An unknown degree of false positives complicates the analysis, reducing reproducibility and introducing potentiating erroneous conclusions and interpretations. The approaches to enhance the accuracy of BONCAT-MS results start from statistical analysis and algorithmic improvement that assume that the data themselves are on the metabolically tagged proteins, for example, ignoring the possibility that the results are already contaminated by the noise of untagged proteins. 19 –21
In this work, we focused on revealing and minimizing the false discovery of BONCAT-MS and BONCAT-antibody array. Our results uncover and characterize problematic false positives of BONCAT-MS, for example, broad classes of proteins could be misinterpreted as being tagged and show that this false discovery rate is not affected by protein molecular weight or methionine content, but that protein abundance might increase it. Our data show that there are also false positives in BONCAT-antibody arrays, which are due to physiologically biotinylated proteins and can be reduced with biochemical approaches.
Moreover, we describe the antibody array application of biotin-independent direct detection of ANL/AHA-tagged proteome (termed Cy3-direct BONCAT), which eliminates the false positives and greatly increases the resolution, and dynamic range of the metabolic proteomics. Finally, we developed a novel computational image segmentation platform, which reduces the artifacts and increases the sensitivity of comparative proteomics. Together these technologies enable accurate studies with capacity to distinguish even subtle proteome changes, as needed for early diagnosis of pathology, the detection of age-imposed, genetically, or environmentally induced alterations, and for monitoring responses to treatments in clinic or to various experimental conditions in the laboratory.
Materials and Methods
Mouse genotyping
All procedures were performed in accordance with the administrative panel of the Office of Laboratory Animal Care. The protocol was approved by the UC Berkeley Animal Care and Use Committee. Genotyping was performed as previously described. 2 Genomic DNA from ear clips was extracted by using the digestion buffer (100 mM Tris-HCl (pH 8.5), 5 mM ethylenediaminetetraacetic acid (EDTA), 0.2% sodium dodecyl sulphate (SDS), 200 mM NaCl, 100 μg/mL proteinase K) for 1 hour at 95°C. Then DNA samples were precipitated with isopropanol and then dissolved in Tris-EDTA buffer.

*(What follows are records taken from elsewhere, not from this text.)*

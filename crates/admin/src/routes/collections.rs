//! Raw document browser.

use axum::{
    Json, Router,
    extract::{Path, State},
    routing::get,
};
use skincare_admin_core::Document;

use crate::{error::AppError, services::collections, state::AppState};

pub fn router() -> Router<AppState> {
    Router::new()
        .route("/api/collections", get(index))
        .route("/api/collections/{name}", get(show))
        .route("/api/collections/{name}/{doc_id}", get(show_document))
}

/// GET /api/collections
async fn index() -> Json<[&'static str; 5]> {
    Json(collections::known_collections())
}

/// GET /api/collections/{name}
async fn show(
    State(state): State<AppState>,
    Path(name): Path<String>,
) -> Result<Json<Vec<Document>>, AppError> {
    Ok(Json(collections::browse_collection(state.data(), &name).await?))
}

/// GET /api/collections/{name}/{doc_id}
async fn show_document(
    State(state): State<AppState>,
    Path((name, doc_id)): Path<(String, String)>,
) -> Result<Json<Document>, AppError> {
    collections::browse_document(state.data(), &name, &doc_id)
        .await?
        .map(Json)
        .ok_or_else(|| AppError::NotFound(format!("{name}/{doc_id}")))
}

PCR conditions consisted of denaturing at 95°C for 5 minutes; 30 cycles at 95°C for 30 seconds, 60°C for 30 seconds, and 72°C for 30 seconds; with a final extension of 72°C for 5 minutes. PCR products and DNA Ladder (N0467S; New England BioLabs, Ipswich, MA) were separated on an 1.5% agarose gel stained with ethidium bromide for 50 minutes at 100 V. Gel images were acquired using a ChemiDoc™ XRS imaging system (Bio-Rad Laboratories, Hercules, CA). Primer synthesis was by Elim Biopharmaceuticals Inc. (Hayward, CA).
Click-Western blot
To identify the ANL-labeled proteins, Click-western blotting was performed. ANL was purchased from Jena Biosciences (Cat. No. CLK-AA009). ANL was intraperitoneal (IP) injected into mice at the indicated dose. Blood samples were collected by heart puncture. The blood was allowed to clot for 30 minutes at room temperature before centrifugation at 5000 g for 5 minutes, then blood serum was aliquoted and stored at −80°C. For in vitro experiment, Primary mouse tail fibroblasts were derived from MetRSL274G mice or C57/B6 mice. In brief, tail snips were incubated for 0.5 minutes in 70% ethanol, then minced and digested with collagenase for 2 hours at 37°C. The tissue was filtered through a 100 μm cell strainer (BD Falcon™ 352360) and washed with Dulbecco's modified Eagle's medium (DMEM) (D5796; Sigma-Aldrich).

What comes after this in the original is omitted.